■ Problem to solve ■
Every line below that includes "stats" counts toward the total. Report that total alone.

■ Source data ■
═══
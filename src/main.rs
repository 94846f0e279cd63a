mod analyzer;
mod cli;
mod config;
mod cycles;
mod diagnostics;
mod error;
mod export;
mod graph;
mod indexer;
mod language;
mod output;
mod resolver;
mod walker;

use std::path::PathBuf;
use std::process::ExitCode;

use clap::Parser;

use analyzer::Analysis;
use cli::{Cli, Commands};
use config::{AnalyzerConfig, FileConfig};
use error::AnalyzeError;
use export::OutputFormat;

fn main() -> ExitCode {
    let cli = Cli::parse();

    let result = match cli.command {
        Commands::Analyze {
            pattern,
            language,
            format,
            base,
            output,
            verbose,
        } => {
            let file_config = FileConfig::load(&base);
            let cli_had_pattern = pattern.is_some();
            let cli_had_languages = language.is_some();
            let mut config = AnalyzerConfig {
                format,
                base_path: base,
                output,
                verbose,
                ..AnalyzerConfig::default()
            };
            if let Some(pattern) = pattern {
                config.pattern = pattern;
            }
            if let Some(language) = language {
                config.languages = language;
            }
            file_config.merge_into(&mut config, cli_had_pattern, cli_had_languages);
            run_analyze(&config)
        }
        Commands::Cycles { pattern, base, json } => {
            let config = AnalyzerConfig {
                pattern,
                base_path: base,
                ..AnalyzerConfig::default()
            };
            run_cycles(&config, json)
        }
    };

    match result {
        Ok(code) => code,
        Err(err) => {
            // Matching no files is not a failure, just nothing to report.
            if let Some(AnalyzeError::EmptyFileSet { pattern }) = err.downcast_ref() {
                eprintln!("No files found matching pattern: {pattern}");
                return ExitCode::SUCCESS;
            }
            eprintln!("error: {err:#}");
            ExitCode::FAILURE
        }
    }
}

fn run_analyze(config: &AnalyzerConfig) -> anyhow::Result<ExitCode> {
    let Analysis {
        graph,
        cycles,
        diagnostics,
        stats,
    } = analyzer::analyze(config)?;

    let payload = export::serialize_graph(&graph, config.format)?;
    // An HTML page is useless on a pipe, so it defaults to a file.
    let default_target = default_output_path(config.format);
    let target = config.output.as_deref().or(default_target.as_deref());
    write_payload(&payload, target)?;

    diagnostics::print_diagnostics(&diagnostics);
    output::print_summary(&stats, &cycles);

    Ok(ExitCode::SUCCESS)
}

fn run_cycles(config: &AnalyzerConfig, json: bool) -> anyhow::Result<ExitCode> {
    let analysis = analyzer::analyze(config)?;
    diagnostics::print_diagnostics(&analysis.diagnostics);

    if json {
        println!("{}", serde_json::to_string_pretty(&analysis.cycles)?);
    } else if analysis.cycles.is_empty() {
        println!("No circular dependencies found");
    } else {
        println!("Found {} circular dependencies:", analysis.cycles.len());
        for cycle in &analysis.cycles {
            println!("  {}", output::format_cycle(cycle));
        }
    }

    Ok(ExitCode::SUCCESS)
}

/// Stdout by default; a write failure to `--output` is fatal.
fn write_payload(payload: &str, output: Option<&std::path::Path>) -> anyhow::Result<()> {
    match output {
        Some(path) => {
            std::fs::write(path, payload).map_err(|source| AnalyzeError::WriteFailure {
                path: path.to_path_buf(),
                source,
            })?;
            eprintln!("Graph written to {}", path.display());
            Ok(())
        }
        None => {
            println!("{payload}");
            Ok(())
        }
    }
}

fn default_output_path(format: OutputFormat) -> Option<PathBuf> {
    match format {
        OutputFormat::Html => Some(PathBuf::from("dependency-graph.html")),
        _ => None,
    }
}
═══
■ Answer space ■
2